**WORK TO COMPLETE**
Below is a listing. Gather each line of it that contains "empty".

**PROVIDED DATA**
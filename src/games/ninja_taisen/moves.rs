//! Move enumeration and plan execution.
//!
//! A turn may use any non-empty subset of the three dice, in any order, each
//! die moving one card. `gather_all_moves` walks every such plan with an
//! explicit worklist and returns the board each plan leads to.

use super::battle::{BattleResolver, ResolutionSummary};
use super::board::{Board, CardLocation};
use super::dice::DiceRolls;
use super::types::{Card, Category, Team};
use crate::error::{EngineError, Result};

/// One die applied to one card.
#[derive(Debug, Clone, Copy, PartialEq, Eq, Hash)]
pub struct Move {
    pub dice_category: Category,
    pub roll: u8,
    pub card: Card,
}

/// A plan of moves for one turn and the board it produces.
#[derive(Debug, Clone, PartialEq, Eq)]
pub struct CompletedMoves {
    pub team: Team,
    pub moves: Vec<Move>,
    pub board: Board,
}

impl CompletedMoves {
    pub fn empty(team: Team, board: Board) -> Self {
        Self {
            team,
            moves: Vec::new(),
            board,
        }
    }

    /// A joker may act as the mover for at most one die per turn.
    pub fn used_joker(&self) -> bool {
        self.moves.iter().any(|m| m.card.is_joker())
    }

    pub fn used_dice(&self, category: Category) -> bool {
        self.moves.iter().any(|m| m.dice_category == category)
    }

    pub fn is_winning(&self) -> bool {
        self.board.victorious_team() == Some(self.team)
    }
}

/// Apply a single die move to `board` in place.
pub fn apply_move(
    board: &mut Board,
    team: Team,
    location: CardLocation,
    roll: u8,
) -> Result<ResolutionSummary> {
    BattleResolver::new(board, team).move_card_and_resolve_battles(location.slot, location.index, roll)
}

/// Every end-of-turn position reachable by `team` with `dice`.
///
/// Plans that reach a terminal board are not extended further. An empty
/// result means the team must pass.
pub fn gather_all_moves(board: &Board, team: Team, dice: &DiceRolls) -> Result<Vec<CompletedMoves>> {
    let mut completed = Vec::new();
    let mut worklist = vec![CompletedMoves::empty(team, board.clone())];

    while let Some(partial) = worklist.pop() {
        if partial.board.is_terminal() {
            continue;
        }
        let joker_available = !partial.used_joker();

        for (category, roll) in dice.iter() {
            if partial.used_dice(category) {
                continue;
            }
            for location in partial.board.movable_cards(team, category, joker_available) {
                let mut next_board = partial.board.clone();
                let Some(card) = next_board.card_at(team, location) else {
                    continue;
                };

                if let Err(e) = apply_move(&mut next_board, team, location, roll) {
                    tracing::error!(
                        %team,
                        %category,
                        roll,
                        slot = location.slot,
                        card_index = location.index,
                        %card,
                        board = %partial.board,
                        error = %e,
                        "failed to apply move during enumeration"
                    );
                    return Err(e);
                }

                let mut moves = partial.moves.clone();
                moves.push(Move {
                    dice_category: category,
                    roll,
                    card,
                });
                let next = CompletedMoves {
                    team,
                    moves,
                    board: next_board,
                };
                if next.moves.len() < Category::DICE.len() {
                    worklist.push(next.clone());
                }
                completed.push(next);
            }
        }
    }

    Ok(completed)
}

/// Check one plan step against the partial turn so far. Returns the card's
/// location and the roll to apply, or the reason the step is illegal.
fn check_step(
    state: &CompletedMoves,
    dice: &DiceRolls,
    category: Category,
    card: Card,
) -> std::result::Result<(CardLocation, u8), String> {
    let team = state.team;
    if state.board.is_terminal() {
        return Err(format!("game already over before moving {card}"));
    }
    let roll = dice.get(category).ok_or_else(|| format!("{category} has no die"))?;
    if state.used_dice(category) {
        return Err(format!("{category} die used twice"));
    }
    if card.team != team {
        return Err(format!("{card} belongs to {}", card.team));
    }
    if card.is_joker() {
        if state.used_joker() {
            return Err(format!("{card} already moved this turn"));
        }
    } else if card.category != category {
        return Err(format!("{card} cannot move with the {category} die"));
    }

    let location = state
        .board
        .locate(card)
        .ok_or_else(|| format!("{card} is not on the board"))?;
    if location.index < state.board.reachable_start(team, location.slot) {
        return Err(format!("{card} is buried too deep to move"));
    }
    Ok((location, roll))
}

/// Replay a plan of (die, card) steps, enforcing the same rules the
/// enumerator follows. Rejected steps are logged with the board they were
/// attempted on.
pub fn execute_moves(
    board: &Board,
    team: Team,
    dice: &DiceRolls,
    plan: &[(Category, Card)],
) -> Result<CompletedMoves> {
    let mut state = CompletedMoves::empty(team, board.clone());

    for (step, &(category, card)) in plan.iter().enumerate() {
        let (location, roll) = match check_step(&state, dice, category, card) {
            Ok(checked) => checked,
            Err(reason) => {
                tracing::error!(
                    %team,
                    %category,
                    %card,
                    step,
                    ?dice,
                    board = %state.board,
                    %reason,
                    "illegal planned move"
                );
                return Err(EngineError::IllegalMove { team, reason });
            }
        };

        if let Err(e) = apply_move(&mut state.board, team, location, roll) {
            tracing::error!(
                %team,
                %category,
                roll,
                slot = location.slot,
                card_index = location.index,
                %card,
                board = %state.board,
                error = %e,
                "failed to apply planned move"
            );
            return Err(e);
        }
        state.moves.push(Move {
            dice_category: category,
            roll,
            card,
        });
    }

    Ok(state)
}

**SOLUTION**
//! A turn may use any non-empty subset of the three dice, in any order, each
    pub fn empty(team: Team, board: Board) -> Self {
/// Plans that reach a terminal board are not extended further. An empty
    let mut worklist = vec![CompletedMoves::empty(team, board.clone())];
    let mut state = CompletedMoves::empty(team, board.clone());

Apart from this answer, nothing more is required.